Estimating Gibbs partition function with quantum Clifford sampling

The partition function is an essential quantity in statistical mechanics, and its accurate computation is a key component of any statistical analysis of quantum systems and phenomena. However, for interacting many-body quantum systems, its calculation generally involves summing over an exponential number of terms and can thus quickly grow to be intractable. Accurately and efficiently estimating the partition function of its corresponding system Hamiltonian then becomes the key in solving quantum many-body problems. In this paper we develop a hybrid quantum-classical algorithm to estimate the partition function, utilising a novel quantum Clifford sampling technique.

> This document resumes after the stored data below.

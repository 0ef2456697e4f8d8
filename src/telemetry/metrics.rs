//! Metrics aggregator — summary statistics over a set of tool calls.
//!
//! - **Summary**: totals, success rate, average latency, active agents
//! - **Performance**: p95/p99 latency, error and timeout rates
//!
//! Everything here is a pure function of the calls passed in. Empty input
//! never fails: counters fall back to `0` and the performance readings fall
//! back to the `"-"` sentinel.

use std::collections::HashSet;
use std::fmt;

use serde::{Serialize, Serializer};

use crate::telemetry::model::{CallStatus, ToolCall};

/// Placeholder shown for a reading that has no data behind it.
pub const EMPTY_SENTINEL: &str = "-";

// ---------------------------------------------------------------------------
// Summary
// ---------------------------------------------------------------------------

/// Headline numbers for the dashboard status cards.
#[derive(Debug, Clone, Copy, Default, PartialEq, Serialize)]
pub struct Summary {
    pub total_calls: usize,
    /// Whole percent, `0..=100`.
    pub success_rate: u32,
    /// Mean latency in whole milliseconds.
    pub avg_latency: u64,
    pub active_agents: usize,
}

/// Compute the summary cards for a set of calls.
pub fn summarize(calls: &[ToolCall]) -> Summary {
    let total_calls = calls.len();
    if total_calls == 0 {
        return Summary::default();
    }

    let successes = count_status(calls, CallStatus::Success);
    let success_rate = (100.0 * successes as f64 / total_calls as f64).round() as u32;

    let total_latency: f64 = calls.iter().map(ToolCall::latency).sum();
    let avg_latency = (total_latency / total_calls as f64).round() as u64;

    let active_agents = calls
        .iter()
        .map(|c| c.agent_id.as_str())
        .collect::<HashSet<_>>()
        .len();

    Summary {
        total_calls,
        success_rate,
        avg_latency,
        active_agents,
    }
}

// ---------------------------------------------------------------------------
// Performance readings
// ---------------------------------------------------------------------------

/// A number that may be missing because there was nothing to measure.
///
/// Serializes as the number itself, or as `"-"` when empty, so a consumer
/// can tell "no data" apart from a genuine `0`.
#[derive(Debug, Clone, Copy, PartialEq)]
pub enum Reading {
    Empty,
    Value(f64),
}

impl Reading {
    pub fn value(self) -> Option<f64> {
        match self {
            Self::Empty => None,
            Self::Value(v) => Some(v),
        }
    }

    pub fn is_empty(self) -> bool {
        matches!(self, Self::Empty)
    }
}

impl fmt::Display for Reading {
    fn fmt(&self, f: &mut fmt::Formatter<'_>) -> fmt::Result {
        match self {
            Self::Empty => f.write_str(EMPTY_SENTINEL),
            Self::Value(v) => write!(f, "{v}"),
        }
    }
}

impl Serialize for Reading {
    fn serialize<S: Serializer>(&self, serializer: S) -> Result<S::Ok, S::Error> {
        match self {
            Self::Empty => serializer.serialize_str(EMPTY_SENTINEL),
            Self::Value(v) => serializer.serialize_f64(*v),
        }
    }
}

/// Latency percentiles and failure rates for the analytics panel.
#[derive(Debug, Clone, Copy, PartialEq, Serialize)]
pub struct Performance {
    pub p95_latency: Reading,
    pub p99_latency: Reading,
    /// Percent of calls with status `error`, one decimal place.
    pub error_rate: Reading,
    /// Percent of calls with status `timeout`, one decimal place.
    pub timeout_rate: Reading,
}

/// Compute the performance panel for a (usually filtered) set of calls.
pub fn performance(calls: &[ToolCall]) -> Performance {
    if calls.is_empty() {
        return Performance {
            p95_latency: Reading::Empty,
            p99_latency: Reading::Empty,
            error_rate: Reading::Empty,
            timeout_rate: Reading::Empty,
        };
    }

    let latencies = sorted_latencies(calls);

    Performance {
        p95_latency: percentile(&latencies, 95),
        p99_latency: percentile(&latencies, 99),
        error_rate: Reading::Value(status_rate(calls, CallStatus::Error)),
        timeout_rate: Reading::Value(status_rate(calls, CallStatus::Timeout)),
    }
}

/// Latencies of all calls in ascending order, missing values read as 0.
pub fn sorted_latencies(calls: &[ToolCall]) -> Vec<f64> {
    let mut latencies: Vec<f64> = calls.iter().map(ToolCall::latency).collect();
    latencies.sort_by(f64::total_cmp);
    latencies
}

/// Nearest-rank percentile over ascending-sorted values.
///
/// The index is `floor(len * pct / 100)` in integer arithmetic, clamped to
/// the last element. For 20 values and `pct = 95` that is index 19.
pub fn percentile(sorted: &[f64], pct: u32) -> Reading {
    if sorted.is_empty() {
        return Reading::Empty;
    }
    let index = (sorted.len() * pct as usize / 100).min(sorted.len() - 1);
    Reading::Value(sorted[index])
}

/// Percent of calls with the given status, rounded to one decimal place.
/// Returns 0.0 for an empty slice.
pub fn status_rate(calls: &[ToolCall], status: CallStatus) -> f64 {
    if calls.is_empty() {
        return 0.0;
    }
    let pct = 100.0 * count_status(calls, status) as f64 / calls.len() as f64;
    round_one_decimal(pct)
}

pub(crate) fn count_status(calls: &[ToolCall], status: CallStatus) -> usize {
    calls.iter().filter(|c| c.call_status == status).count()
}

pub(crate) fn round_one_decimal(value: f64) -> f64 {
    (value * 10.0).round() / 10.0
}

// ---------------------------------------------------------------------------
// Tests
// ---------------------------------------------------------------------------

Note that previous works on the estimation of partition functions require O(1/epsilon root Delta)-depth quantum circuits (Srinivasan et al 2021 IEEE Int. Conf. on Quantum Computing and Engineering (QCE) pp 112-22; Montanaro 2015 Proc. R. Soc. A 471 20150301), where Delta is the minimum spectral gap of stochastic matrices and epsilon is the multiplicative error. Our algorithm requires only a shallow O(1)-depth quantum circuit, repeated O(n/epsilon(2)) times, to provide a comparable epsilon approximation. Shallow-depth quantum circuits are considered vitally important for currently available noisy intermediate-scale quantum devices.